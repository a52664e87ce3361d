use std::collections::BTreeMap;

use serde::Serialize;

use crate::forecast::Estimate;

/// Forecast in the shape the Home Assistant energy dashboard draws its
/// dotted solar line from.
#[derive(Debug, Serialize, PartialEq, Eq)]
pub struct SolarForecast {
    /// Energy per hour, keyed by the ISO 8601 start of the hour.
    pub wh_hours: BTreeMap<String, i64>,
    /// Energy per forecast bucket (15 minutes).
    pub wh_period: BTreeMap<String, i64>,
}

/// `None` until there is a forecast with at least one hour bucket.
///
/// This keeps serving the last good estimate after failed updates.
pub fn solar_forecast(estimate: Option<&Estimate>) -> Option<SolarForecast> {
    let estimate = estimate?;
    if estimate.wh_hours().is_empty() {
        return None;
    }
    Some(SolarForecast {
        wh_hours: estimate
            .wh_hours()
            .iter()
            .map(|(hour, wh)| (hour.to_rfc3339(), *wh))
            .collect(),
        wh_period: estimate
            .wh_period()
            .map(|(start, wh)| (start.to_rfc3339(), wh))
            .collect(),
    })
}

Task to carry out — Reproduce the entire listing. Keep every word as it is.

Your response —
repository a52664e87ce3361d
use std::collections::BTreeMap;

use serde::Serialize;

use crate::forecast::Estimate;

/// Forecast in the shape the Home Assistant energy dashboard draws its
/// dotted solar line from.
#[derive(Debug, Serialize, PartialEq, Eq)]
pub struct SolarForecast {
    /// Energy per hour, keyed by the ISO 8601 start of the hour.
    pub wh_hours: BTreeMap<String, i64>,
    /// Energy per forecast bucket (15 minutes).
    pub wh_period: BTreeMap<String, i64>,
}

/// `None` until there is a forecast with at least one hour bucket.
///
/// This keeps serving the last good estimate after failed updates.
pub fn solar_forecast(estimate: Option<&Estimate>) -> Option<SolarForecast> {
    let estimate = estimate?;
    if estimate.wh_hours().is_empty() {
        return None;
    }
    Some(SolarForecast {
        wh_hours: estimate
            .wh_hours()
            .iter()
            .map(|(hour, wh)| (hour.to_rfc3339(), *wh))
            .collect(),
        wh_period: estimate
            .wh_period()
            .map(|(start, wh)| (start.to_rfc3339(), wh))
            .collect(),
    })
}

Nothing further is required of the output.